WORK REQUEST:
A complete, exact copy of the records below is the required result.

(Records from a dataset)
++++++++

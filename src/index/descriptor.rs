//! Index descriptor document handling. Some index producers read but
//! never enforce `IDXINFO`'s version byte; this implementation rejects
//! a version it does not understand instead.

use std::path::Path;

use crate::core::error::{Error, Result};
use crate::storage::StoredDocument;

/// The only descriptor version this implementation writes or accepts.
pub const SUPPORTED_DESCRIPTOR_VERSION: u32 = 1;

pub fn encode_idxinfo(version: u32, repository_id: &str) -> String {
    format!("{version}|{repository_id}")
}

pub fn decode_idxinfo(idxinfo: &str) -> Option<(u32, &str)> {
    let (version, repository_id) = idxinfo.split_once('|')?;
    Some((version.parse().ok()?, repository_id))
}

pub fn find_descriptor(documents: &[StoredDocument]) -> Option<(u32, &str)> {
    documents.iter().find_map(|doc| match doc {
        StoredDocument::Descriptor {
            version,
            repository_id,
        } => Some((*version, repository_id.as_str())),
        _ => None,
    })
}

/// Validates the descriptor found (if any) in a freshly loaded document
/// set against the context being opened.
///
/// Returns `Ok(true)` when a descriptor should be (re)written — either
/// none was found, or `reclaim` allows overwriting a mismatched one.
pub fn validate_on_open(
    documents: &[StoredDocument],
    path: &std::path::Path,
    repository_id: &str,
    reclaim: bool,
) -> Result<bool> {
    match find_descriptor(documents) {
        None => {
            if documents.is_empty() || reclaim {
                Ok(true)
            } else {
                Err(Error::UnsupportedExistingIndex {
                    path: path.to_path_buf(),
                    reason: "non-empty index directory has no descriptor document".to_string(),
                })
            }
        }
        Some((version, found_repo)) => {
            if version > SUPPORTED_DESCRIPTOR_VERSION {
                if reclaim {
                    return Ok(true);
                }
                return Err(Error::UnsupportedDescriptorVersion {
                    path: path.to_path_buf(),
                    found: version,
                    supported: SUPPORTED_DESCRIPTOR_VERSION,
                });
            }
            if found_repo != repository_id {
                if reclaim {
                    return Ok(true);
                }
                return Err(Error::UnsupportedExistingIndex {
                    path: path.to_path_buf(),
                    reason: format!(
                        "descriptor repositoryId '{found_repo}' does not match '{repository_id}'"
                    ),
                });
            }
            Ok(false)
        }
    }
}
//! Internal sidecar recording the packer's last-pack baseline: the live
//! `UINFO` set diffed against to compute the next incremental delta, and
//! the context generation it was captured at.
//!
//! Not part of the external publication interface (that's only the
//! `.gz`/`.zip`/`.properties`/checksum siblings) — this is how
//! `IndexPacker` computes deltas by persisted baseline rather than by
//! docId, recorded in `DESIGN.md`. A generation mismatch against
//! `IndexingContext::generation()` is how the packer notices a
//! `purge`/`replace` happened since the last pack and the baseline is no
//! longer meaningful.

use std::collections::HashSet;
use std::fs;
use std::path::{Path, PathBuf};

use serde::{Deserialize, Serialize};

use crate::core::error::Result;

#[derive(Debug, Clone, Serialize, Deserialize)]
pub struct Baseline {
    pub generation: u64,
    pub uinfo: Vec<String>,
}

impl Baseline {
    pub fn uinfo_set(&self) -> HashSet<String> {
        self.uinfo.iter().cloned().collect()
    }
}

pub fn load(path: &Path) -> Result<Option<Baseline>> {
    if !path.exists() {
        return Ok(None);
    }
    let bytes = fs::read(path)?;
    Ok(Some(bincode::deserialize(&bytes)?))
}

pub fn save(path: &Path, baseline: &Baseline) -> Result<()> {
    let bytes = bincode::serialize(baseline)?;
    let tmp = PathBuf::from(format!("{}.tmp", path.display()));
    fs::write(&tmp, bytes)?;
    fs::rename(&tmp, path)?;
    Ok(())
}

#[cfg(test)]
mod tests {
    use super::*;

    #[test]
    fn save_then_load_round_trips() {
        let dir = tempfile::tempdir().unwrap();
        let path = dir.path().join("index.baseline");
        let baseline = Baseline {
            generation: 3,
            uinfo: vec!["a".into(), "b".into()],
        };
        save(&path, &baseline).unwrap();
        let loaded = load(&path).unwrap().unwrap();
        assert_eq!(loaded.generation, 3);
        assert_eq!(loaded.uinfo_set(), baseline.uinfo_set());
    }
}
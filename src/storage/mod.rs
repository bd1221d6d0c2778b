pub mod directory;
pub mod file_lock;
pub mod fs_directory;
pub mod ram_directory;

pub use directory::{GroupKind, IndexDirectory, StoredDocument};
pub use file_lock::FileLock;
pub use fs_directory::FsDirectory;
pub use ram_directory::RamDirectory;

++++++++

OUTPUT FOR THIS TASK:
filename src/index/descriptor.rs
//! Index descriptor document handling. Some index producers read but
//! never enforce `IDXINFO`'s version byte; this implementation rejects
//! a version it does not understand instead.

use std::path::Path;

use crate::core::error::{Error, Result};
use crate::storage::StoredDocument;

/// The only descriptor version this implementation writes or accepts.
pub const SUPPORTED_DESCRIPTOR_VERSION: u32 = 1;

pub fn encode_idxinfo(version: u32, repository_id: &str) -> String {
    format!("{version}|{repository_id}")
}

pub fn decode_idxinfo(idxinfo: &str) -> Option<(u32, &str)> {
    let (version, repository_id) = idxinfo.split_once('|')?;
    Some((version.parse().ok()?, repository_id))
}

pub fn find_descriptor(documents: &[StoredDocument]) -> Option<(u32, &str)> {
    documents.iter().find_map(|doc| match doc {
        StoredDocument::Descriptor {
            version,
            repository_id,
        } => Some((*version, repository_id.as_str())),
        _ => None,
    })
}

/// Validates the descriptor found (if any) in a freshly loaded document
/// set against the context being opened.
///
/// Returns `Ok(true)` when a descriptor should be (re)written — either
/// none was found, or `reclaim` allows overwriting a mismatched one.
pub fn validate_on_open(
    documents: &[StoredDocument],
    path: &std::path::Path,
    repository_id: &str,
    reclaim: bool,
) -> Result<bool> {
    match find_descriptor(documents) {
        None => {
            if documents.is_empty() || reclaim {
                Ok(true)
            } else {
                Err(Error::UnsupportedExistingIndex {
                    path: path.to_path_buf(),
                    reason: "non-empty index directory has no descriptor document".to_string(),
                })
            }
        }
        Some((version, found_repo)) => {
            if version > SUPPORTED_DESCRIPTOR_VERSION {
                if reclaim {
                    return Ok(true);
                }
                return Err(Error::UnsupportedDescriptorVersion {
                    path: path.to_path_buf(),
                    found: version,
                    supported: SUPPORTED_DESCRIPTOR_VERSION,
                });
            }
            if found_repo != repository_id {
                if reclaim {
                    return Ok(true);
                }
                return Err(Error::UnsupportedExistingIndex {
                    path: path.to_path_buf(),
                    reason: format!(
                        "descriptor repositoryId '{found_repo}' does not match '{repository_id}'"
                    ),
                });
            }
            Ok(false)
        }
    }
}
//! Internal sidecar recording the packer's last-pack baseline: the live
//! `UINFO` set diffed against to compute the next incremental delta, and
//! the context generation it was captured at.
//!
//! Not part of the external publication interface (that's only the
//! `.gz`/`.zip`/`.properties`/checksum siblings) — this is how
//! `IndexPacker` computes deltas by persisted baseline rather than by
//! docId, recorded in `DESIGN.md`. A generation mismatch against
//! `IndexingContext::generation()` is how the packer notices a
//! `purge`/`replace` happened since the last pack and the baseline is no
//! longer meaningful.

use std::collections::HashSet;
use std::fs;
use std::path::{Path, PathBuf};

use serde::{Deserialize, Serialize};

use crate::core::error::Result;

#[derive(Debug, Clone, Serialize, Deserialize)]
pub struct Baseline {
    pub generation: u64,
    pub uinfo: Vec<String>,
}

impl Baseline {
    pub fn uinfo_set(&self) -> HashSet<String> {
        self.uinfo.iter().cloned().collect()
    }
}

pub fn load(path: &Path) -> Result<Option<Baseline>> {
    if !path.exists() {
        return Ok(None);
    }
    let bytes = fs::read(path)?;
    Ok(Some(bincode::deserialize(&bytes)?))
}

pub fn save(path: &Path, baseline: &Baseline) -> Result<()> {
    let bytes = bincode::serialize(baseline)?;
    let tmp = PathBuf::from(format!("{}.tmp", path.display()));
    fs::write(&tmp, bytes)?;
    fs::rename(&tmp, path)?;
    Ok(())
}

#[cfg(test)]
mod tests {
    use super::*;

    #[test]
    fn save_then_load_round_trips() {
        let dir = tempfile::tempdir().unwrap();
        let path = dir.path().join("index.baseline");
        let baseline = Baseline {
            generation: 3,
            uinfo: vec!["a".into(), "b".into()],
        };
        save(&path, &baseline).unwrap();
        let loaded = load(&path).unwrap().unwrap();
        assert_eq!(loaded.generation, 3);
        assert_eq!(loaded.uinfo_set(), baseline.uinfo_set());
    }
}
filename src/storage/mod.rs
repository bd1221d6d0c2778b
pub mod directory;
pub mod file_lock;
pub mod fs_directory;
pub mod ram_directory;

pub use directory::{GroupKind, IndexDirectory, StoredDocument};
pub use file_lock::FileLock;
pub use fs_directory::FsDirectory;
pub use ram_directory::RamDirectory;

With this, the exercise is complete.